EXERCISE INSTRUCTIONS = The reply must reproduce each line below exactly.
****************
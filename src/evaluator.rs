//! Single-pair evaluation combining lexical, n-gram and semantic scores.
//!
//! ROUGE and BLEU are pure CPU work; the embedding provider is the only call
//! that may block. The scorers are independent and their outputs are merged
//! with the length ratio into one [`MetricResult`], rounded to three decimals.

use rust_decimal::{Decimal, RoundingStrategy};
use thiserror::Error;
use tracing::debug;

use crate::{
    api::{MetricResult, NoteEvaluator},
    metrics::{bleu, rouge},
    providers::TextProcessor,
    semantic::SemanticScorer,
};

/// Inputs rejected before scoring.
#[derive(Debug, Error, PartialEq, Eq, Clone)]
pub enum EvaluationError {
    /// Generated note was empty or whitespace only.
    #[error("generated note is required")]
    EmptyGenerated,
    /// Reference note was empty or whitespace only.
    #[error("reference note is required")]
    EmptyReference,
}

/// Scores generated notes against references using an embedding provider.
///
/// Pass an `Arc` to share one provider between several evaluators or
/// threads.
///
/// # Examples
///
/// ```
/// use note_eval::{Evaluator, NoteEvaluator};
/// use note_eval::tests::support::FixedEmbedding;
///
/// let note = "patient reports mild headache";
/// let reference = "patient reports headache";
/// let provider = FixedEmbedding::new()
///     .with(note, &[0.6, 0.8])
///     .with(reference, &[0.6, 0.8]);
/// let metrics = Evaluator::new(provider).evaluate(note, reference).unwrap();
/// assert_eq!(metrics.rouge1, 0.857);
/// assert_eq!(metrics.semantic, 1.0);
/// ```
#[derive(Debug, Clone)]
pub struct Evaluator<P> {
    provider: P,
}

impl<P> Evaluator<P>
where
    P: TextProcessor<Output = Box<[f32]>>,
{
    #[must_use]
    pub fn new(provider: P) -> Self {
        Self { provider }
    }

    /// The embedding provider used for semantic similarity.
    pub fn provider(&self) -> &P {
        &self.provider
    }

    /// Score any pair of texts without input validation.
    ///
    /// An empty generated note scores zero on every lexical and n-gram metric
    /// against a non-empty reference, and the length ratio uses a
    /// denominator of at least one.
    #[must_use]
    pub fn metrics(&self, generated: &str, reference: &str) -> MetricResult {
        let lexical = rouge(generated, reference);
        let bleu = bleu(generated, reference);
        let semantic = SemanticScorer::new(&self.provider).score(generated, reference);
        let length_ratio = length_ratio(generated, reference);
        debug!(
            rouge1 = lexical.rouge1,
            rouge_l = lexical.rouge_l,
            bleu,
            semantic,
            length_ratio,
            "scored note"
        );
        MetricResult {
            rouge1: round3(lexical.rouge1),
            rouge_l: round3(lexical.rouge_l),
            bleu: round3(bleu),
            semantic: round3(semantic),
            length_ratio: round3(length_ratio),
        }
    }
}

impl<P> NoteEvaluator for Evaluator<P>
where
    P: TextProcessor<Output = Box<[f32]>>,
{
    type Error = EvaluationError;

    fn evaluate(&self, generated: &str, reference: &str) -> Result<MetricResult, Self::Error> {
        if generated.trim().is_empty() {
            return Err(EvaluationError::EmptyGenerated);
        }
        if reference.trim().is_empty() {
            return Err(EvaluationError::EmptyReference);
        }
        Ok(self.metrics(generated, reference))
    }
}

/// Generated character count over reference character count, the latter
/// floored at one.
#[expect(clippy::float_arithmetic, reason = "ratio of lengths")]
#[expect(clippy::cast_precision_loss, reason = "character counts fit in f64")]
fn length_ratio(generated: &str, reference: &str) -> f64 {
    generated.chars().count() as f64 / reference.chars().count().max(1) as f64
}

/// Round the exact decimal value of `value` to three places, ties away from
/// zero. Non-finite values pass through unchanged.
#[expect(clippy::float_arithmetic, reason = "rescale the rounded mantissa")]
#[expect(clippy::cast_precision_loss, reason = "rounded mantissa is far below 2^53")]
#[expect(clippy::cast_possible_wrap, reason = "scale is at most 28")]
fn round3(value: f64) -> f64 {
    let Some(exact) = Decimal::from_f64_retain(value) else {
        return value;
    };
    let rounded = exact.round_dp_with_strategy(3, RoundingStrategy::MidpointAwayFromZero);
    rounded.mantissa() as f64 / 10_f64.powi(rounded.scale() as i32)
}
****************
OUTPUT =
filename src/evaluator.rs
//! Single-pair evaluation combining lexical, n-gram and semantic scores.
//!
//! ROUGE and BLEU are pure CPU work; the embedding provider is the only call
//! that may block. The scorers are independent and their outputs are merged
//! with the length ratio into one [`MetricResult`], rounded to three decimals.

use rust_decimal::{Decimal, RoundingStrategy};
use thiserror::Error;
use tracing::debug;

use crate::{
    api::{MetricResult, NoteEvaluator},
    metrics::{bleu, rouge},
    providers::TextProcessor,
    semantic::SemanticScorer,
};

/// Inputs rejected before scoring.
#[derive(Debug, Error, PartialEq, Eq, Clone)]
pub enum EvaluationError {
    /// Generated note was empty or whitespace only.
    #[error("generated note is required")]
    EmptyGenerated,
    /// Reference note was empty or whitespace only.
    #[error("reference note is required")]
    EmptyReference,
}

/// Scores generated notes against references using an embedding provider.
///
/// Pass an `Arc` to share one provider between several evaluators or
/// threads.
///
/// # Examples
///
/// ```
/// use note_eval::{Evaluator, NoteEvaluator};
/// use note_eval::tests::support::FixedEmbedding;
///
/// let note = "patient reports mild headache";
/// let reference = "patient reports headache";
/// let provider = FixedEmbedding::new()
///     .with(note, &[0.6, 0.8])
///     .with(reference, &[0.6, 0.8]);
/// let metrics = Evaluator::new(provider).evaluate(note, reference).unwrap();
/// assert_eq!(metrics.rouge1, 0.857);
/// assert_eq!(metrics.semantic, 1.0);
/// ```
#[derive(Debug, Clone)]
pub struct Evaluator<P> {
    provider: P,
}

impl<P> Evaluator<P>
where
    P: TextProcessor<Output = Box<[f32]>>,
{
    #[must_use]
    pub fn new(provider: P) -> Self {
        Self { provider }
    }

    /// The embedding provider used for semantic similarity.
    pub fn provider(&self) -> &P {
        &self.provider
    }

    /// Score any pair of texts without input validation.
    ///
    /// An empty generated note scores zero on every lexical and n-gram metric
    /// against a non-empty reference, and the length ratio uses a
    /// denominator of at least one.
    #[must_use]
    pub fn metrics(&self, generated: &str, reference: &str) -> MetricResult {
        let lexical = rouge(generated, reference);
        let bleu = bleu(generated, reference);
        let semantic = SemanticScorer::new(&self.provider).score(generated, reference);
        let length_ratio = length_ratio(generated, reference);
        debug!(
            rouge1 = lexical.rouge1,
            rouge_l = lexical.rouge_l,
            bleu,
            semantic,
            length_ratio,
            "scored note"
        );
        MetricResult {
            rouge1: round3(lexical.rouge1),
            rouge_l: round3(lexical.rouge_l),
            bleu: round3(bleu),
            semantic: round3(semantic),
            length_ratio: round3(length_ratio),
        }
    }
}

impl<P> NoteEvaluator for Evaluator<P>
where
    P: TextProcessor<Output = Box<[f32]>>,
{
    type Error = EvaluationError;

    fn evaluate(&self, generated: &str, reference: &str) -> Result<MetricResult, Self::Error> {
        if generated.trim().is_empty() {
            return Err(EvaluationError::EmptyGenerated);
        }
        if reference.trim().is_empty() {
            return Err(EvaluationError::EmptyReference);
        }
        Ok(self.metrics(generated, reference))
    }
}

/// Generated character count over reference character count, the latter
/// floored at one.
#[expect(clippy::float_arithmetic, reason = "ratio of lengths")]
#[expect(clippy::cast_precision_loss, reason = "character counts fit in f64")]
fn length_ratio(generated: &str, reference: &str) -> f64 {
    generated.chars().count() as f64 / reference.chars().count().max(1) as f64
}

/// Round the exact decimal value of `value` to three places, ties away from
/// zero. Non-finite values pass through unchanged.
#[expect(clippy::float_arithmetic, reason = "rescale the rounded mantissa")]
#[expect(clippy::cast_precision_loss, reason = "rounded mantissa is far below 2^53")]
#[expect(clippy::cast_possible_wrap, reason = "scale is at most 28")]
fn round3(value: f64) -> f64 {
    let Some(exact) = Decimal::from_f64_retain(value) else {
        return value;
    };
    let rounded = exact.round_dp_with_strategy(3, RoundingStrategy::MidpointAwayFromZero);
    rounded.mantissa() as f64 / 10_f64.powi(rounded.scale() as i32)
}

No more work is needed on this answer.